## INSTRUCTIONS TO FOLLOW
Filter the material, keeping only lines with the word "None".

===

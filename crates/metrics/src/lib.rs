//! Vesselcast Metrics
//!
//! Monotonic counters for the bridge and a periodic summary reporter.
//!
//! # Design
//!
//! One `BridgeMetrics` set exists per process, created by the controller and
//! shared as `Arc<BridgeMetrics>` with the upstream client and the reporter.
//! Counters are relaxed atomics: they are statistics, not synchronization,
//! and they never reset while the process is alive. `snapshot()` gives a
//! point-in-time copy for reporting and status queries.

mod reporter;

use std::sync::atomic::{AtomicU64, Ordering};
use std::time::{Duration, Instant};

pub use reporter::MetricsReporter;

/// Monotonic counter set for the whole bridge
#[derive(Debug)]
pub struct BridgeMetrics {
    /// Upstream frames that decoded into a record
    records_received: AtomicU64,

    /// Records the encoder turned into at least one sentence
    records_converted: AtomicU64,

    /// Sentences handed to the outputs (each sentence counts once,
    /// regardless of how many peers received it)
    sentences_broadcast: AtomicU64,

    /// Per-frame decode failures (recoverable, frame skipped)
    decode_errors: AtomicU64,

    /// Upstream transport failures (each triggers a reconnect)
    transport_errors: AtomicU64,

    /// Records the encoder skipped (zero MMSI)
    encoder_skips: AtomicU64,

    /// Writes to a stream peer that failed and evicted the peer
    peer_write_errors: AtomicU64,

    /// Records dropped because the record channel was full
    records_dropped: AtomicU64,

    /// Static-variant frames that arrived without metadata coordinates
    defaulted_positions: AtomicU64,

    /// Sentences per AIS message type, indexed by [`type_bucket`]
    by_type: [AtomicU64; 4],

    /// Process start, for uptime
    started: Instant,
}

/// Histogram bucket for an AIS message type number
///
/// Returns `None` for types the bridge does not emit.
fn type_bucket(message_type: u8) -> Option<usize> {
    match message_type {
        1 => Some(0),
        5 => Some(1),
        18 => Some(2),
        24 => Some(3),
        _ => None,
    }
}

impl BridgeMetrics {
    /// Create a zeroed counter set; uptime starts now
    pub fn new() -> Self {
        Self {
            records_received: AtomicU64::new(0),
            records_converted: AtomicU64::new(0),
            sentences_broadcast: AtomicU64::new(0),
            decode_errors: AtomicU64::new(0),
            transport_errors: AtomicU64::new(0),
            encoder_skips: AtomicU64::new(0),
            peer_write_errors: AtomicU64::new(0),
            records_dropped: AtomicU64::new(0),
            defaulted_positions: AtomicU64::new(0),
            by_type: [
                AtomicU64::new(0),
                AtomicU64::new(0),
                AtomicU64::new(0),
                AtomicU64::new(0),
            ],
            started: Instant::now(),
        }
    }

    /// Record an upstream frame that decoded into a record
    #[inline]
    pub fn record_received(&self) {
        self.records_received.fetch_add(1, Ordering::Relaxed);
    }

    /// Record a successful conversion, bucketed by AIS message type
    #[inline]
    pub fn record_converted(&self, message_type: u8) {
        self.records_converted.fetch_add(1, Ordering::Relaxed);
        if let Some(bucket) = type_bucket(message_type) {
            self.by_type[bucket].fetch_add(1, Ordering::Relaxed);
        }
    }

    /// Record a sentence handed to the outputs
    #[inline]
    pub fn record_broadcast(&self) {
        self.sentences_broadcast.fetch_add(1, Ordering::Relaxed);
    }

    /// Record a per-frame decode failure
    #[inline]
    pub fn record_decode_error(&self) {
        self.decode_errors.fetch_add(1, Ordering::Relaxed);
    }

    /// Record an upstream transport failure
    #[inline]
    pub fn record_transport_error(&self) {
        self.transport_errors.fetch_add(1, Ordering::Relaxed);
    }

    /// Record a record the encoder skipped
    #[inline]
    pub fn record_encoder_skip(&self) {
        self.encoder_skips.fetch_add(1, Ordering::Relaxed);
    }

    /// Record an evicting peer write failure
    #[inline]
    pub fn record_peer_write_error(&self) {
        self.peer_write_errors.fetch_add(1, Ordering::Relaxed);
    }

    /// Record a record dropped on channel overflow
    #[inline]
    pub fn record_dropped(&self) {
        self.records_dropped.fetch_add(1, Ordering::Relaxed);
    }

    /// Record a static frame whose position was defaulted to 0.0
    #[inline]
    pub fn record_defaulted_position(&self) {
        self.defaulted_positions.fetch_add(1, Ordering::Relaxed);
    }

    /// Point-in-time copy of every counter
    pub fn snapshot(&self) -> MetricsSnapshot {
        MetricsSnapshot {
            records_received: self.records_received.load(Ordering::Relaxed),
            records_converted: self.records_converted.load(Ordering::Relaxed),
            sentences_broadcast: self.sentences_broadcast.load(Ordering::Relaxed),
            decode_errors: self.decode_errors.load(Ordering::Relaxed),
            transport_errors: self.transport_errors.load(Ordering::Relaxed),
            encoder_skips: self.encoder_skips.load(Ordering::Relaxed),
            peer_write_errors: self.peer_write_errors.load(Ordering::Relaxed),
            records_dropped: self.records_dropped.load(Ordering::Relaxed),
            defaulted_positions: self.defaulted_positions.load(Ordering::Relaxed),
            type1: self.by_type[0].load(Ordering::Relaxed),
            type5: self.by_type[1].load(Ordering::Relaxed),
            type18: self.by_type[2].load(Ordering::Relaxed),
            type24: self.by_type[3].load(Ordering::Relaxed),
            uptime: self.started.elapsed(),
        }
    }
}

impl Default for BridgeMetrics {
    fn default() -> Self {
        Self::new()
    }
}

/// Point-in-time snapshot of bridge counters
#[derive(Debug, Clone, Copy, Default)]
pub struct MetricsSnapshot {
    pub records_received: u64,
    pub records_converted: u64,
    pub sentences_broadcast: u64,
    pub decode_errors: u64,
    pub transport_errors: u64,
    pub encoder_skips: u64,
    pub peer_write_errors: u64,
    pub records_dropped: u64,
    pub defaulted_positions: u64,
    pub type1: u64,
    pub type5: u64,
    pub type18: u64,
    pub type24: u64,
    pub uptime: Duration,
}

impl MetricsSnapshot {
    /// Sum of every error-class counter
    pub fn total_errors(&self) -> u64 {
        self.decode_errors
            + self.transport_errors
            + self.encoder_skips
            + self.peer_write_errors
            + self.records_dropped
    }
}

#[cfg(test)]
mod tests {
    use super::*;

    #[test]
    fn test_new_metrics_are_zero() {
        let snapshot = BridgeMetrics::new().snapshot();
        assert_eq!(snapshot.records_received, 0);
        assert_eq!(snapshot.records_converted, 0);
        assert_eq!(snapshot.sentences_broadcast, 0);
        assert_eq!(snapshot.total_errors(), 0);
    }

    #[test]
    fn test_conversion_buckets_by_type() {
        let metrics = BridgeMetrics::new();
        metrics.record_converted(1);
        metrics.record_converted(1);
        metrics.record_converted(5);
        metrics.record_converted(18);
        metrics.record_converted(24);

        let snapshot = metrics.snapshot();
        assert_eq!(snapshot.records_converted, 5);
        assert_eq!(snapshot.type1, 2);
        assert_eq!(snapshot.type5, 1);
        assert_eq!(snapshot.type18, 1);
        assert_eq!(snapshot.type24, 1);
    }

    #[test]
    fn test_unemitted_type_counts_total_only() {
        let metrics = BridgeMetrics::new();
        metrics.record_converted(27);

        let snapshot = metrics.snapshot();
        assert_eq!(snapshot.records_converted, 1);
        assert_eq!(
            snapshot.type1 + snapshot.type5 + snapshot.type18 + snapshot.type24,
            0
        );
    }

    #[test]
    fn test_total_errors_sums_every_class() {
        let metrics = BridgeMetrics::new();
        metrics.record_decode_error();
        metrics.record_transport_error();
        metrics.record_encoder_skip();
        metrics.record_peer_write_error();
        metrics.record_dropped();

        assert_eq!(metrics.snapshot().total_errors(), 5);
    }

    #[test]
    fn test_uptime_is_monotonic() {
        let metrics = BridgeMetrics::new();
        let first = metrics.snapshot().uptime;
        let second = metrics.snapshot().uptime;
        assert!(second >= first);
    }
}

===

## EXERCISE RESPONSE
/// Returns `None` for types the bridge does not emit.
        _ => None,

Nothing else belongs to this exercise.